| TO DO |
Return the lines below that contain the word "Debug".

····················

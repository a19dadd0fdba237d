use std::{convert::TryFrom, fmt::Display, str::FromStr};

use itertools::Itertools;

use crate::Error;

/// A dotted RCS revision or branch number.
///
/// An even number of components identifies a revision; an odd number
/// identifies a branch. Magic branch stubs of the form `1.2.0.4` are
/// canonicalized on construction by dropping the penultimate zero, so `Num`
/// values compare and hash on their canonical form.
#[derive(Debug, Clone, PartialEq, Eq, PartialOrd, Ord, Hash)]
pub struct Num(Vec<u32>);

impl Num {
    pub fn new(mut parts: Vec<u32>) -> Result<Self, Error> {
        if parts.is_empty() {
            return Err(Error::InvalidNum(String::new()));
        }

        if parts.len() >= 3 && parts[parts.len() - 2] == 0 {
            parts.remove(parts.len() - 2);
        }

        Ok(Self(parts))
    }

    pub fn parts(&self) -> &[u32] {
        &self.0
    }

    pub fn depth(&self) -> usize {
        self.0.len()
    }

    pub fn is_branch(&self) -> bool {
        self.0.len() % 2 == 1
    }

    /// True for `x.y` revisions directly on the trunk.
    pub fn is_trunk_revision(&self) -> bool {
        self.0.len() == 2
    }

    /// True for revisions on the `1.1.1` vendor branch.
    pub fn is_vendor_revision(&self) -> bool {
        self.0.len() == 4 && self.0[0] == 1 && self.0[1] == 1 && self.0[2] == 1
    }

    /// True for the initial vendor import `1.1.1.1`.
    pub fn is_initial_vendor(&self) -> bool {
        self.is_vendor_revision() && self.0[3] == 1
    }

    /// The branch this number lives on: all but the last component.
    pub fn branch_of(&self) -> Num {
        Num(self.0[..self.0.len() - 1].to_vec())
    }

    /// The first `n` components as a new number.
    pub fn truncated(&self, n: usize) -> Num {
        Num(self.0[..n].to_vec())
    }

    pub fn starts_with(&self, prefix: &Num) -> bool {
        self.0.len() >= prefix.0.len() && self.0[..prefix.0.len()] == prefix.0[..]
    }
}

impl FromStr for Num {
    type Err = Error;

    fn from_str(s: &str) -> Result<Self, Self::Err> {
        let parts = s
            .split('.')
            .map(|part| part.parse::<u32>())
            .collect::<Result<Vec<u32>, _>>()
            .map_err(|_| Error::InvalidNum(s.into()))?;

        Num::new(parts)
    }
}

impl TryFrom<&[u8]> for Num {
    type Error = Error;

    fn try_from(value: &[u8]) -> Result<Self, Self::Error> {
        std::str::from_utf8(value)
            .map_err(|_| Error::InvalidNum(String::from_utf8_lossy(value).into_owned()))?
            .parse()
    }
}

impl Display for Num {
    fn fmt(&self, f: &mut std::fmt::Formatter<'_>) -> std::fmt::Result {
        write!(f, "{}", self.0.iter().map(|part| part.to_string()).join("."))
    }
}

#[cfg(test)]
mod tests {
    use super::*;

    fn num(s: &str) -> Num {
        Num::from_str(s).unwrap()
    }

    #[test]
    fn test_parse() {
        assert_eq!(num("1.1").parts(), &[1, 1]);
        assert_eq!(num("1.2.4.3").parts(), &[1, 2, 4, 3]);
        assert!(Num::from_str("").is_err());
        assert!(Num::from_str("1..2").is_err());
        assert!(Num::from_str("1.x").is_err());
    }

    #[test]
    fn test_magic_branch() {
        // The penultimate zero marks a magic branch stub; it canonicalizes to
        // the real branch number.
        assert_eq!(num("1.2.0.4"), num("1.2.4"));
        assert!(num("1.2.0.4").is_branch());

        // A zero elsewhere is preserved.
        assert_eq!(num("1.0.2.4").parts(), &[1, 0, 2, 4]);
    }

    #[test]
    fn test_classification() {
        assert!(num("1.2").is_trunk_revision());
        assert!(!num("1.2.4.3").is_trunk_revision());
        assert!(num("1.1.1.1").is_vendor_revision());
        assert!(num("1.1.1.1").is_initial_vendor());
        assert!(num("1.1.1.2").is_vendor_revision());
        assert!(!num("1.1.1.2").is_initial_vendor());
        assert!(!num("1.1.2.1").is_vendor_revision());
    }

    #[test]
    fn test_branch_of() {
        assert_eq!(num("1.2.4.3").branch_of(), num("1.2.4"));
        assert_eq!(num("1.2").branch_of(), Num::new(vec![1]).unwrap());
    }

    #[test]
    fn test_display() {
        assert_eq!(num("1.2.4.3").to_string(), "1.2.4.3");
        assert_eq!(num("1.2.0.4").to_string(), "1.2.4");
    }
}
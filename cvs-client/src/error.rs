use thiserror::Error;

#[derive(Debug, Error)]
pub enum Error {
    #[error(transparent)]
    Io(#[from] std::io::Error),

    #[error("invalid CVS origin URL '{0}'")]
    InvalidUrl(String),

    #[error("could not connect to {host}:{port}: {source}")]
    Connect {
        host: String,
        port: u16,
        #[source]
        source: std::io::Error,
    },

    #[error("pserver authentication failed for {0}")]
    AuthFailed(String),

    #[error("error spawning {command}: {source}")]
    Spawn {
        command: String,
        #[source]
        source: std::io::Error,
    },

    #[error("CVS protocol error: {0}")]
    Protocol(String),

    #[error("could not terminate the server subprocess within {0} seconds")]
    ShutdownTimeout(u64),
}

impl Error {
    pub(crate) fn protocol(context: &str, line: &[u8]) -> Self {
        Self::Protocol(format!("{}: {}", context, String::from_utf8_lossy(line)))
    }
}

····················

| TASK RESPONSE |
#[derive(Debug, Clone, PartialEq, Eq, PartialOrd, Ord, Hash)]
#[derive(Debug, Error)]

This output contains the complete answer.